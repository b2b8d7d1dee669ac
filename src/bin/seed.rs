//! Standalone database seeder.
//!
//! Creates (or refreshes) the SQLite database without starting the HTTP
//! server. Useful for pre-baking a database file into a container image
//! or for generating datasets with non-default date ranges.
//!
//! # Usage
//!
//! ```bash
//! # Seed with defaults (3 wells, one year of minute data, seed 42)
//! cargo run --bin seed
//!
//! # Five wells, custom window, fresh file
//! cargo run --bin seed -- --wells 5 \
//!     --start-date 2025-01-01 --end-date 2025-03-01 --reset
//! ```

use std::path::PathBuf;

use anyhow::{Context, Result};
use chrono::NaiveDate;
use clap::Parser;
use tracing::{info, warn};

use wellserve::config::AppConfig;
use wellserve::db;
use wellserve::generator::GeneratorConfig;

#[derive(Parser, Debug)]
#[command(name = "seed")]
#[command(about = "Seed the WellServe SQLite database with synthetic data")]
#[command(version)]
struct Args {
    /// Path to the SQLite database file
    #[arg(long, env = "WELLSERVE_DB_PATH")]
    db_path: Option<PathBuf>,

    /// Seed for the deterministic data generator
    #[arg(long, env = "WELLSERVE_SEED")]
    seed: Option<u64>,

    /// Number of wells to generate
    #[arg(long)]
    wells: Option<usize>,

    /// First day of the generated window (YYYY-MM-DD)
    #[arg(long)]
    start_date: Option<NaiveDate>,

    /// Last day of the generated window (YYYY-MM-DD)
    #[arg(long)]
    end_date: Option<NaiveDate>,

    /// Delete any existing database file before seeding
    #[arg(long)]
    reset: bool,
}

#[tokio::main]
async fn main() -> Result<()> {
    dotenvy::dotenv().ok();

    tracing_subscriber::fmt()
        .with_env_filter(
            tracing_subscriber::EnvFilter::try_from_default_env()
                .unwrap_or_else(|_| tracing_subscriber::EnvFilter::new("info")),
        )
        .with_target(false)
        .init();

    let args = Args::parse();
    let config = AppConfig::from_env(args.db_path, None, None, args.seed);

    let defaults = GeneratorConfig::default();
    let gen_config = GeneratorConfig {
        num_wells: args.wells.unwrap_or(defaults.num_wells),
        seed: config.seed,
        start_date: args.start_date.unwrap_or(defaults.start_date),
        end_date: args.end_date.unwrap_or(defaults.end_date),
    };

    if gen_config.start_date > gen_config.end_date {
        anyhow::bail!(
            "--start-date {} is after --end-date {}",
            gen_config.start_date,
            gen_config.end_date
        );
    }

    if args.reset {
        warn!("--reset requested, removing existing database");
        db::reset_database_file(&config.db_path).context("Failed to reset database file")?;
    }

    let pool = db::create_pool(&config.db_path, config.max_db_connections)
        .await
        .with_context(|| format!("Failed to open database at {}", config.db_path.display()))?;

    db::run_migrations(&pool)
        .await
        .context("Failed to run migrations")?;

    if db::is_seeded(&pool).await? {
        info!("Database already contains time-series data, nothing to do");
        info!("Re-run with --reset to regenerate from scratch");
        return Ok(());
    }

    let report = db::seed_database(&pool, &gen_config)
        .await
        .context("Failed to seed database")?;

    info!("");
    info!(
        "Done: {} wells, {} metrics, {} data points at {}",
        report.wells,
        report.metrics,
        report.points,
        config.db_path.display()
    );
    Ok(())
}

---

Task brief: Looking at the entries above, work out how many lines contain the word "warn", then reply with only that figure.

Task result: 2